Literary snobbery and other thoughts by Chris Blocker

Currently reading

The Kite Runner
Khaled Hosseini
Hurt People: A Novel
Cote Smith
The Family Under the Bridge
Natalie Savage Carlson
Writing Down the Bones: Freeing the Writer Within
Julia Cameron, Natalie Goldberg

This Is How You Lose Her

This Is How You Lose Her - Junot Díaz

Junot Díaz may have put himself into a corner. In 1996, the author penned Drown, a collection of short stories about the Dominican immigrant experience, as told through the perspective of one Yunior de Las Casas. Eleven years later, Díaz produced his debut novel, The Brief and Wondrous Life of Oscar Wao, a story about Oscar Wao told from the perspective of the same Yunior.

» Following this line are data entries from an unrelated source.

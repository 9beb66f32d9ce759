//! Application Layer - Use cases and port definitions.
//!
//! This layer contains the application services and port interfaces
//! that define how the domain interacts with external systems.

/// Port interfaces for external systems (price sources).
pub mod ports;

/// Application services for caching and polling prices.
pub mod services;
#![cfg_attr(
    test,
    allow(
        clippy::unwrap_used,
        clippy::expect_used,
        clippy::float_cmp,
        clippy::significant_drop_tightening,
        clippy::too_many_lines,
        clippy::match_same_arms,
        clippy::needless_pass_by_value,
        clippy::needless_collect,
        clippy::option_if_let_else,
        clippy::default_trait_access,
        clippy::items_after_statements,
        clippy::or_fun_call
    )
)]

//! Price Relay - Live Forex Price Proxy and Realtime Fan-out
//!
//! Fronts an upstream price backend with a hard-timeout HTTP gateway, a
//! coalescing price cache driven by poll schedulers, and a WebSocket channel
//! that pushes per-symbol price patches to connected clients.
//!
//! # Layers (inside to outside)
//!
//! - **Domain**: Value types with no I/O
//!   - `pricing`: Symbol sets, quotes, snapshots
//!   - `realtime`: `init` / `update` / control messages
//!   - `subscription`: Per-client symbol filters
//!
//! - **Application**: Use cases and port definitions
//!   - `ports`: The price source interface
//!   - `services`: Price cache, poll scheduler, backoff
//!
//! - **Infrastructure**: Adapters and external integrations
//!   - `upstream`: HTTP backend and live-prices function clients
//!   - `gateway`: `GET /prices` proxy
//!   - `realtime`: Hub, `GET /realtime`, feeder, upstream client
//!   - `config`, `health`, `metrics`, `telemetry`
//!
//! # Data Flow
//!
//! ```text
//!                  GET /prices ──► Gateway ──(8s timeout)──► Backend
//!
//!  PriceFeeder ──► PollScheduler ──► PriceCache ──► PriceSource
//!       │                               ▲
//!       ▼                               │ patches
//!  RealtimeHub ──► GET /realtime    RealtimeClient ◄── other relay
//!       │
//!       ├──► client 1  (all symbols)
//!       └──► client N  (subscribed symbols)
//! ```

#![forbid(unsafe_code)]
#![warn(missing_docs)]
#![warn(clippy::pedantic)]

// =============================================================================
// Module Declarations
// =============================================================================

/// Domain layer - Price types with no external dependencies.
pub mod domain;

/// Application layer - Use cases and port definitions.
pub mod application;

/// Infrastructure layer - Adapters and external integrations.
pub mod infrastructure;

// =============================================================================
// Re-exports
// =============================================================================

// Domain types
pub use domain::pricing::{PriceQuote, PriceSnapshot, SymbolError, SymbolSet};
pub use domain::realtime::{ControlMessage, RealtimeMessage};
pub use domain::subscription::{ClientId, SubscriptionRegistry, SubscriptionStats};

// Ports and services
pub use application::ports::{FetchError, PriceSourcePort, SharedPriceSource};
pub use application::services::{
    BackoffConfig, BackoffPolicy, CacheView, PollConfig, PollHandle, PollScheduler, PriceCache,
    PriceCacheConfig,
};

// Infrastructure config
pub use infrastructure::config::{ConfigError, RelayConfig};

// HTTP surfaces (for integration tests)
pub use infrastructure::gateway::{GatewayError, GatewayState, RelayServer, router};
pub use infrastructure::health::{HealthServer, HealthServerError, HealthServerState};
pub use infrastructure::realtime::{
    PriceFeeder, RealtimeClient, RealtimeEvent, RealtimeHub, SharedRealtimeHub,
};

// Upstream sources
pub use infrastructure::upstream::{HttpPriceSource, LivePricesFunction};

// Metrics
pub use infrastructure::metrics::init_metrics;

// Telemetry
pub use infrastructure::telemetry::{TelemetryConfig, TelemetryGuard, init as init_telemetry};
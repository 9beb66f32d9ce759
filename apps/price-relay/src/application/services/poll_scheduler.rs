//! Poll Scheduler
//!
//! Periodically drives [`PriceCache::ensure_fresh`] for a symbol set.
//!
//! The first tick fires immediately, later ticks every `interval`. Each fetch
//! is awaited before the next tick is armed, so polls for one handle never
//! overlap. While the visibility flag is `false` ticks are skipped unless
//! background polling is enabled.

use std::time::Duration;

use tokio::sync::watch;
use tokio::task::JoinHandle;
use tokio::time::MissedTickBehavior;
use tokio_util::sync::CancellationToken;

use super::price_cache::PriceCache;
use crate::application::ports::FetchError;
use crate::domain::pricing::SymbolSet;

/// Poll configuration.
#[derive(Debug, Clone, PartialEq, Eq)]
pub struct PollConfig {
    /// Whether polling runs at all.
    pub enabled: bool,
    /// Time between polls.
    pub interval: Duration,
    /// Keep polling while not visible.
    pub poll_in_background: bool,
}

impl Default for PollConfig {
    fn default() -> Self {
        Self {
            enabled: true,
            interval: Duration::from_millis(30_000),
            poll_in_background: false,
        }
    }
}

/// Progress of one poll loop, published after every completed poll.
#[derive(Debug, Clone, Default, PartialEq, Eq)]
pub struct PollStatus {
    /// Completed polls.
    pub polls: u64,
    /// Error of the most recent poll, if it failed.
    pub last_error: Option<FetchError>,
}

/// Starts poll loops against a shared [`PriceCache`].
#[derive(Debug, Clone)]
pub struct PollScheduler {
    cache: PriceCache,
    config: PollConfig,
    visibility: watch::Receiver<bool>,
}

impl PollScheduler {
    /// Create a scheduler that always considers itself visible.
    #[must_use]
    pub fn new(cache: PriceCache, config: PollConfig) -> Self {
        let (tx, visibility) = watch::channel(true);
        // Receivers keep the last value after the sender is dropped.
        drop(tx);
        Self {
            cache,
            config,
            visibility,
        }
    }

    /// Follow an external visibility flag.
    #[must_use]
    pub fn with_visibility(mut self, visibility: watch::Receiver<bool>) -> Self {
        self.visibility = visibility;
        self
    }

    /// Poll configuration.
    #[must_use]
    pub const fn config(&self) -> &PollConfig {
        &self.config
    }

    /// The cache polls are driven against.
    #[must_use]
    pub const fn cache(&self) -> &PriceCache {
        &self.cache
    }

    /// Start polling `symbols`.
    ///
    /// Returns `None` when polling is disabled or the set is empty. The slot
    /// for `symbols` stays pinned in the cache while the handle is alive.
    #[must_use]
    pub fn start(&self, symbols: &SymbolSet) -> Option<PollHandle> {
        if !self.config.enabled || symbols.is_empty() {
            return None;
        }

        let cancel = CancellationToken::new();
        let (status_tx, status) = watch::channel(PollStatus::default());
        let task = tokio::spawn(run_poll_loop(
            self.cache.clone(),
            symbols.clone(),
            self.config.clone(),
            self.visibility.clone(),
            status_tx,
            cancel.clone(),
        ));

        tracing::debug!(
            symbols = %symbols,
            interval_ms = self.config.interval.as_millis(),
            "Started price polling"
        );
        Some(PollHandle {
            cancel,
            status,
            task: Some(task),
        })
    }
}

async fn run_poll_loop(
    cache: PriceCache,
    symbols: SymbolSet,
    config: PollConfig,
    visibility: watch::Receiver<bool>,
    status: watch::Sender<PollStatus>,
    cancel: CancellationToken,
) {
    let _subscription = cache.subscribe(&symbols);
    let mut ticker = tokio::time::interval(config.interval);
    ticker.set_missed_tick_behavior(MissedTickBehavior::Delay);

    loop {
        tokio::select! {
            biased;
            () = cancel.cancelled() => break,
            _ = ticker.tick() => {}
        }

        if !config.poll_in_background && !*visibility.borrow() {
            tracing::trace!(symbols = %symbols, "Skipping poll while hidden");
            continue;
        }

        // Leaving early does not abort the fetch; the cache still applies it.
        tokio::select! {
            biased;
            () = cancel.cancelled() => break,
            result = cache.ensure_fresh(&symbols) => {
                if let Err(error) = &result {
                    tracing::debug!(symbols = %symbols, error = %error, "Poll fetch failed");
                }
                status.send_modify(|status| {
                    status.polls += 1;
                    status.last_error = result.err();
                });
            }
        }
    }

    tracing::debug!(symbols = %symbols, "Stopped price polling");
}

/// Handle to a running poll loop. Dropping it stops the loop.
#[derive(Debug)]
pub struct PollHandle {
    cancel: CancellationToken,
    status: watch::Receiver<PollStatus>,
    task: Option<JoinHandle<()>>,
}

impl PollHandle {
    /// Stop future ticks. Idempotent.
    pub fn stop(&self) {
        self.cancel.cancel();
    }

    /// Whether [`PollHandle::stop`] was called.
    #[must_use]
    pub fn is_stopped(&self) -> bool {
        self.cancel.is_cancelled()
    }

    /// Receiver that changes after every completed poll.
    #[must_use]
    pub fn status(&self) -> watch::Receiver<PollStatus> {
        self.status.clone()
    }

    /// Stop and wait for the loop to exit.
    pub async fn join(mut self) {
        self.stop();
        if let Some(task) = self.task.take() {
            let _ = task.await;
        }
    }
}

impl Drop for PollHandle {
    fn drop(&mut self) {
        self.cancel.cancel();
    }
}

This was Díaz's breakthrough, the book that brought him to the attention of many. Now Díaz has put out another book, This Is How You Lose Her—not surprisingly filled with more Yunior. Thing is, Yunior's quite an asshole. He's fun to hate and as long as you don't associate him with the author, it's easy to see this Yunior as a figure meant to illuminate the flaws of the character and stand as a rally cry against the machimso. Problem is, word has gotten around that Yunior is semi-autobiographical. What does this mean about the author? Is he this big of a jerk? Several articles that can be found on the Internet seem to say “no,” but this won't stop some readers from saying “yes.” It's difficult to know what to belief, and probably should be irrelevant, but some readers are going to associate Díaz with his favorite creation. But even without having been identified with Yunior, Díaz may have put himself in a tight spot. Three out of three well-known works, all with similar themes, all featuring the voice of Yunior. And now Díaz wants to write an epic science-fiction novel. In regards to talent, I believe he can do it, but will his readers follow him? What is the term for authors who “typecast” themselves?

 

Yunior perhaps shows some hope of redemption in This Is How You Lose Her. He at least seems to be mildly aware of his faults. And this, in my opinion, is what makes this Díaz's most mature book yet. I enjoyed Drown, but its scope was broader and Díaz was, after all, a young writer. ...Oscar Wao was good, but it failed to completely engage me. This one, however, was more mature, better written, and so clearly focused that I couldn't help but enjoy it despite Yunior.

 

I hope to attend a talk Díaz gives next week, and it is then I hope to get a clearer sense of who Díaz is. It doesn't matter much—the man can write and that's what should count—but I think if I can disassociate Díaz from Yunior, I will be able to enjoy his work at a deeper level. And if I can sever the association of Junot and Yunior, I think it will make the next journey with Díaz a smoother one, whether it be the far reaches of space, or the streets of New Jersey.